According to the authors in their preface, "there is some reason to think that this background is not universally familiar to those whose special field of study lie within the period of the Renaissance to our own time"; this book, in which the original Greek and Latin sources stand side by side with their English translations, will prove useful to scholars from a variety of disciplines who study this period.
Arthur Oncken Lovejoy was an influential American philosopher and intellectual historian, who founded the field known as the history of ideas.
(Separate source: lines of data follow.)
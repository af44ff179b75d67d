//! XML tree markup
//!
//! Each [`TreeNode`] becomes one XML element with the node's tag, its attributes in
//! insertion order and either its text or its children. Nodes with neither self-close.
//! Reading accepts any document written this way (whitespace between elements is
//! ignored) and rebuilds the same tree.

use super::{FormatError, TreeFormat};
use crate::trig::building::TreeNode;
use quick_xml::events::{BytesDecl, BytesEnd, BytesStart, BytesText, Event};
use quick_xml::{Reader, Writer};
use std::fmt;

#[derive(Debug, Clone, Copy, PartialEq, Eq)]
pub struct XmlFormat {
    /// Start the document with `<?xml version="1.0" encoding="utf-8"?>`
    pub declaration: bool,
}

impl Default for XmlFormat {
    fn default() -> Self {
        XmlFormat { declaration: true }
    }
}

impl XmlFormat {
    pub fn new(declaration: bool) -> Self {
        XmlFormat { declaration }
    }
}

impl TreeFormat for XmlFormat {
    fn name(&self) -> &str {
        "xml"
    }

    fn serialize(&self, tree: &TreeNode) -> Result<String, FormatError> {
        let mut writer = Writer::new_with_indent(Vec::new(), b' ', 4);
        if self.declaration {
            writer
                .write_event(Event::Decl(BytesDecl::new("1.0", Some("utf-8"), None)))
                .map_err(write_error)?;
        }
        write_node(&mut writer, tree)?;
        String::from_utf8(writer.into_inner()).map_err(write_error)
    }

    fn parse(&self, source: &str) -> Result<TreeNode, FormatError> {
        read_tree(source)
    }
}

fn write_error(err: impl fmt::Display) -> FormatError {
    FormatError::Serialize(err.to_string())
}

fn read_error(err: impl fmt::Display) -> FormatError {
    FormatError::Parse(err.to_string())
}

fn write_node(writer: &mut Writer<Vec<u8>>, node: &TreeNode) -> Result<(), FormatError> {
    let start = BytesStart::new(node.tag.as_str()).with_attributes(
        node.attributes
            .iter()
            .map(|(key, value)| (key.as_str(), value.as_str())),
    );

    if node.children.is_empty() && node.text.is_none() {
        return writer.write_event(Event::Empty(start)).map_err(write_error);
    }

    writer.write_event(Event::Start(start)).map_err(write_error)?;
    if let Some(text) = &node.text {
        writer
            .write_event(Event::Text(BytesText::new(text)))
            .map_err(write_error)?;
    }
    for child in &node.children {
        write_node(writer, child)?;
    }
    writer
        .write_event(Event::End(BytesEnd::new(node.tag.as_str())))
        .map_err(write_error)
}

fn open_node(start: &BytesStart<'_>) -> Result<TreeNode, FormatError> {
    let mut node = TreeNode::new(String::from_utf8_lossy(start.name().as_ref()));
    for attribute in start.attributes() {
        let attribute = attribute.map_err(read_error)?;
        let key = String::from_utf8_lossy(attribute.key.as_ref()).into_owned();
        let value = attribute.unescape_value().map_err(read_error)?.into_owned();
        node.attributes.push((key, value));
    }
    Ok(node)
}

/// Read a document written by [`XmlFormat`] back into a tree.
pub fn read_tree(source: &str) -> Result<TreeNode, FormatError> {
    let mut reader = Reader::from_str(source);
    reader.config_mut().trim_text(true);

    let mut stack: Vec<TreeNode> = Vec::new();
    let mut root = None;
    loop {
        let finished = match reader.read_event().map_err(read_error)? {
            Event::Start(start) => {
                stack.push(open_node(&start)?);
                None
            }
            Event::Empty(start) => Some(open_node(&start)?),
            Event::Text(text) => {
                let text = text.unescape().map_err(read_error)?;
                match stack.last_mut() {
                    Some(node) => node.text = Some(text.into_owned()),
                    None => return Err(FormatError::Parse("text outside the root".to_string())),
                }
                None
            }
            Event::End(_) => stack.pop(),
            Event::Eof => break,
            _ => None,
        };

        if let Some(node) = finished {
            match stack.last_mut() {
                Some(parent) => parent.children.push(node),
                None if root.is_none() => root = Some(node),
                None => return Err(FormatError::Parse("more than one root".to_string())),
            }
        }
    }

    if !stack.is_empty() {
        return Err(FormatError::Parse("unclosed element".to_string()));
    }
    root.ok_or_else(|| FormatError::Parse("empty document".to_string()))
}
Lovejoy was born in Berlin, Germany while his father was doing medical research there. Eighteen months later, his mother committed suicide, whereupon his father gave up medicine and became a clergyman. Lovejoy studied philosophy, first at the University of California, then at Harvard under William James and Josiah Royce. In 1901, he resigned from his first job, at Stanford University, to protest the dismissal of a colleague who had offended a trustee. The President of Harvard then vetoed hiring Lovejoy on the grounds that he was a known troublemaker. Over the subsequent decade, he taught at Washington University, Columbia University, and the University of Missouri. He never married.
As a professor of philosophy at Johns Hopkins University from 1910 to 1938, Lovejoy founded and long presided over that university's History of Ideas Club, where many prominent and budding intellectual and social historians, as well as literary critics, gathered. In 1940, he founded the Journal of the History of Ideas. Lovejoy insisted that the history of ideas should focus on "unit ideas," single concepts (often with a one-word name), and study how unit ideas combine and recombine with each other over time.
In the domain of epistemology, Lovejoy is remembered for an influential critique of the pragmatic movement, especially in the essay The Thirteen Pragmatisms, written in 1908.
Lovejoy was active in the public arena. He helped found the American Association of University Professors and the Maryland chapter of the American Civil Liberties Union. However, he qualified his belief in civil liberties to exclude overriding threats to a free system. At the height of the McCarthy Era (in the February 14, 1952 edition of the Journal of Philosophy) Lovejoy stated that, since it was a "matter of empirical fact" that membership in the Communist Party contributed "to the triumph of a world-wide organization" which was opposed to "freedom of inquiry, of opinion and of teaching," membership in the party constituted grounds for dismissal from academic positions. He also published numerous opinion pieces in the Baltimore press. He died in Baltimore on December 30, 1962.
This was another life-changing book for me. Until I read this — I think I was about 24 at the time — I had no idea that one could critically analyze the historical identity of discrete ideas with such fastidious precision.
I turned to it after having read Wolfgang Herrmann's Laugier and Eighteenth Century French Theory (Zwemmer 1962), where it was used to describe a particular manifestation of primitivism.
This was a central thread in leading me to my ultimate topic for a dissertation by taking me through Seneca's primitivism of the Epistulae Morales to Gottfried Semper's thinking in the 1850s and 1860s about architectural style, evolution, politics and modernity.
At any rate, it is an exhilarating intellectual effort, one worth taking sooner rather than later. It will enable you to see more clearly the hidden biases and desires in people's often irrational valuations of past, present and future. Again, a real life-changer hidden between the covers of a nearly 80 year old academic volume.